Media Review: Podcasts
Like slow-cooked food, good narrative requires attention. It’s not Twitter. It’s not Facebook. It’s different and it takes time. I love having my mind engaged. Perhaps that’s why, despite my “what am I going to do now?” joking, getting my cable TV turned-off was the best thing ever.
As far as time-investment-to-imaginative ratios go, podcasts are a terrific deal. TV? You feel your brain turning to mush as you sit there drooling on yourself, literally getting stupider by the minute – something I can ill afford. It’s the ultimate fast-food nation approach: don’t have to think, it’s just handed to you. To be fair, cinema can offer wonderful, brilliant art. Just don’t expect to find it on 99% of what you get with your monthly TV package. Sure, sometimes we just want to be entertained, and that’s cool on occasion.
And we all get busy.
Podcasts? I don’t have time to sit and listen – of course you don’t. But when I’m driving? I can’t read. And, thank god, I can’t watch TV. Music, I love it. Sometimes it moves me, sometimes it relaxes me, sometimes I just veg. Great narrative always engages me. The voice adds another dimension. I insert the visuals with my mind’s eye, I wonder things that get partially answered, and I feel a connection with the author through the personality of voice.
So, yeah, I’ve become a huge fan of podcasts – it started a year or two ago with the much-heralded and award-winning This American Life (hosted by Ira Glass; free download every week). It’s awesome, and Ira Glass is the master.
Then I started hearing about what some called “This American Life for climbers and adventurers” – The Dirtbag Diaries (also free), a creation of climber Fitz Cahall. I subscribe to both through iTunes, and love ‘em.
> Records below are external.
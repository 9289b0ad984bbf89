use std::sync::{Arc, Mutex as StdMutex, Weak};

use nostr_client_codec::RelayMessage;

use crate::connection::RelayConnection;

#[derive(Debug, Clone, Copy, PartialEq, Eq)]
pub enum SubscriptionState {
    Open,
    EoseSeen,
    Closed,
}

/// A local handle for one REQ/COUNT subscription. Holds only its id and a
/// weak back-reference to the owning connection — not a strong `Arc` — so
/// that a Connection's registry (which owns `Arc<Subscription>`) and a
/// Subscription's close path never form a reference cycle.
pub struct Subscription {
    pub id: String,
    state: StdMutex<SubscriptionState>,
    sender: nostr_client_async::Sender<RelayMessage>,
    connection: Weak<RelayConnection>,
}

impl Subscription {
    pub(crate) fn new(
        id: String,
        sender: nostr_client_async::Sender<RelayMessage>,
        connection: Weak<RelayConnection>,
    ) -> Arc<Self> {
        Arc::new(Self {
            id,
            state: StdMutex::new(SubscriptionState::Open),
            sender,
            connection,
        })
    }

    pub fn state(&self) -> SubscriptionState {
        *self.state.lock().unwrap()
    }

    /// Forwards a message to this subscription's channel, transitioning
    /// OPEN -> EOSE_SEEN on the first EOSE.
    pub(crate) fn deliver(&self, message: RelayMessage) {
        if matches!(message, RelayMessage::Eose { .. }) {
            let mut state = self.state.lock().unwrap();
            if *state == SubscriptionState::Open {
                *state = SubscriptionState::EoseSeen;
            }
        }
        let _ = self.sender.send(message);
    }

    /// Called by the connection when the relay itself sends CLOSED, or when
    /// the connection itself closes, before the subscription is removed
    /// from the registry — after this, a local `close()` is a no-op. Closes
    /// the channel so the `QueryStream`/`SavedEventStream` consumer's
    /// `recv()` drains whatever is queued and then observes end-of-stream,
    /// instead of awaiting forever.
    pub(crate) fn mark_remotely_closed(&self) {
        *self.state.lock().unwrap() = SubscriptionState::Closed;
        self.sender.close();
    }

    /// Closes this subscription locally: idempotent. Sends `CLOSE` to the
    /// relay and removes the id from the registry, unless the relay already
    /// closed it first. Also closes the channel (see `mark_remotely_closed`).
    pub async fn close(&self) {
        let was_open = {
            let mut state = self.state.lock().unwrap();
            let was_open = *state != SubscriptionState::Closed;
            *state = SubscriptionState::Closed;
            was_open
        };
        self.sender.close();
        if !was_open {
            return;
        }
        if let Some(conn) = self.connection.upgrade() {
            conn.close_subscription(&self.id).await;
        }
    }
}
I’ll put them on my mp3 player and listen while going for a walk or waiting for a flight. I’ll burn hours upon hours of them for road trips. Listening to them in my car makes regular daily driving tolerable – even enjoyable.
My praise for the DD might seem disingenuous (as if I’d ever be accused of being ingenuous…), since I’ve now done two “Shorts” episodes for Fitz. But I was a fan first. And mine aren’t the best – the best I’ve heard is The Crusade. Download it, burn it to a CD or onto your mp3 (iPod if you’re kewl), and just listen, forming pictures with your mind. You’ll love it.
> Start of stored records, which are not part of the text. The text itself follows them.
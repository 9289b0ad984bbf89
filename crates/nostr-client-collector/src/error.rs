use thiserror::Error;

#[derive(Debug, Error)]
pub enum CollectorError {
    #[error("relay error: {0}")]
    Relay(#[from] nostr_client_net::RelayError),
}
A recent DD favorite is The New Conservationists – it’s about passionate people, from John Muir to the three featured in mini-stories on the show, people with a sense of purpose, who reinvent themselves, face failure, brush themselves off and try again, all for places they – and we – love.
Three Eighths to Eternity mesmerized me, a spellbinding and beautiful story about a homemade sailboat journey.
For those with lower expectations and wanting a good rant, my first episode was The Peach – a story of my history of deadend jobs (Taco Bell, Pizza Hut, bread boy…) undertaken so I could climb more. Some commenters loved it, others thought me an ass-hole because I unabashedly ripped on a boss who deserved it, and also ripped on the American holy grail of mindless consumerism. OK. My most recent one, Friends in High Places, belies my earlier highbrow “ohhh, I like having my mind engaged” blather, as the episode follows my bumbling journey with Facebook – it might be closer to TV after all. Or not.
Regardless of your favorite episodes, I venture to say that any of them are better than rotting your brain in front of the TV or getting pissed-off while sitting in traffic, and the Dirtbag Diaries might even engage your imagination, might inspire you to quit your job and launch off on a homemade sailboat, or to become John Muir, or, if you have particularly low expectations, to get a job at Pizza Hut.
ADDENDUM: While writing the above (as subsequently prompted by Blake’s comment below), I forgot one of my favorite DD episodes — perhaps my all-time favorite, on equal ground with The Crusade: The Cowboy and the Maiden. I listened to it twice in a row when it came out, just amazing, inspiring, funny at times, wild, and very moving. An absolute must-listen.